We expect a modest sequential increase in operating expenses in the second half, reflecting normal seasonality and increased investments in R&D, including for our ClusterWare software and MemoryAI solutions. Q2 non-GAAP operating income was $45 million, down 8% year-over-year and up 9% versus last quarter. Operating margins were down 0.2 percentage points versus the prior year, but up 1.1 points sequentially, driven by higher sequential gross margins in both memory and advanced computing. Non-GAAP diluted earnings per share for the second quarter were $0.52, flat versus Q2 last year and up 7% versus the prior quarter. Adjusted EBITDA for the second quarter was $50 million, down 6% year-over-year and up 11% versus the prior quarter. Turning to the balance sheet.

For working capital, our net accounts receivable totaled $371 million compared to $330 million a year ago, with the increase driven by higher memory sales volumes and variations in sales linearity across the quarters. Days sales outstanding were healthy at 50 days, consistent with the prior year and down 1 day versus last quarter. Inventory totaled $322 million at the end of the second quarter, up from $200 million a year ago, reflecting increased memory costs, growth in our memory business and strategic purchases to fulfill memory and AI demand in the second half of the year.
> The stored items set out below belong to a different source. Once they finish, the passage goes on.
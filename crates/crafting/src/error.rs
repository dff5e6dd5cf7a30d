use thiserror::Error;

use crate::elements::EntityKey;

/// Fatal problems detected while declaring or binding worlds and transformations.
#[derive(Debug, Clone, PartialEq, Eq, Error)]
pub enum ConfigurationError {
    #[error("unknown inventory owner '{token}'; expected player, current_zone or destination")]
    MalformedOwner { token: String },
    #[error("item {key} is not registered in the world")]
    UnknownItem { key: EntityKey },
    #[error("zone item {key} is not registered in the world")]
    UnknownZoneItem { key: EntityKey },
    #[error("zone {key} is not registered in the world")]
    UnknownZone { key: EntityKey },
    #[error("{kind} {key} registered under conflicting names '{first}' and '{second}'")]
    ConflictingName {
        kind: &'static str,
        key: EntityKey,
        first: String,
        second: String,
    },
    #[error("stack of {item} has quantity 0; quantities must be >= 1")]
    ZeroQuantity { item: String },
    #[error("item {item} appears more than once in the same {kind} list of {owner}")]
    DuplicateStack {
        item: String,
        kind: &'static str,
        owner: String,
    },
    #[error("zone-scoped requirements cannot be bound to a world without zones")]
    WorldHasNoZones,
}

#[derive(Debug, Clone, PartialEq, Eq, Error)]
pub enum TransformationError {
    #[error("transformation '{name}' was used before build(world)")]
    NotBuilt { name: String },
    #[error(
        "state shape (items={state_items}, zones={state_zones}, zone_items={state_zone_items}) \
does not match the world the transformation was built for \
(items={world_items}, zones={world_zones}, zone_items={world_zone_items})"
    )]
    ShapeMismatch {
        state_items: usize,
        state_zones: usize,
        state_zone_items: usize,
        world_items: usize,
        world_zones: usize,
        world_zone_items: usize,
    },
}

#[derive(Debug, Clone, PartialEq, Eq, Error)]
pub enum StateError {
    #[error("{array} has length {actual}, expected {expected}")]
    WrongLength {
        array: &'static str,
        actual: usize,
        expected: usize,
    },
    #[error("position must be one-hot over {n_zones} zones, got {position:?}")]
    NotOneHot { position: Vec<i64>, n_zones: usize },
    #[error("{array} holds a negative quantity {value} at index {index}")]
    NegativeQuantity {
        array: &'static str,
        index: usize,
        value: i64,
    },
}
Days of inventory was 51 days, up from 37 days a year ago and 38 days last quarter, primarily due to our strategic memory purchases and the timing of receipts and shipments. Accounts payable were $401 million at the end of the quarter, up from $238 million a year ago due primarily to higher memory costs, growth in our memory business and the timing of purchases and payments. Days payable outstanding was 63 days compared to 44 days last year and 55 days last quarter. The year-over-year and quarter-over-quarter movements were due to the timing of purchases and payments.

Our cash conversion cycle was 38 days, an improvement of 5 days compared to Q2 last year and up 3 days versus last quarter due to the timing of purchases and payments. Consistent with past practice, days sales outstanding, days payables outstanding and inventory days are calculated on a gross sales and a gross cost of goods sold basis, which were $672 million and $578 million, respectively, in the second quarter. As a reminder, the difference between gross and net sales is primarily related to our memory businesses logistics services, which are accounted for on an agent basis, meaning that we only recognize the net profit on logistics services as net sales.

Cash, cash equivalents and short-term investments totaled $489 million at the end of the second quarter, down $158 million versus Q2 last year and up $28 million sequentially. The year-over-year fluctuation was primarily due to proceeds from the issuance of preferred shares in Q2 of last year, offset by debt repayments for our term loan in Q4 of last year. Sequentially, the cash increase was due to cash generated from operating activities as well as approximately $32 million received from proceeds from the disposition of our investment in Celestial AI in connection with its sale to Marvell Technology. These sources of cash were partially offset by our share repurchase activity in the quarter.

We ended the quarter with $450 million of debt, down $20 million versus last quarter due to the retirement of our 2026 convertible notes. In total, we closed the quarter in a net cash position. And based on our current debt maturity schedule, have no further scheduled debt payments due until 2029. Second quarter cash flows provided by operating activities totaled $55 million compared to $73 million provided by operating activities in the prior year quarter. The decrease in cash flow in the quarter versus last year was due primarily to investments in net working capital to support growth for the second half of this fiscal year.

For those of you tracking capital expenditures and depreciation, capital expenditures were $2 million in the second quarter and depreciation was $5 million for the quarter. Wrapping up our cash flow activities, we spent $32 million to repurchase approximately 1.7 million shares in the second quarter under our stock repurchase program. As of February 27, 2026, an aggregate of $64.5 million remained available for the repurchase of our common stock under the current authorization. And now turning to our outlook.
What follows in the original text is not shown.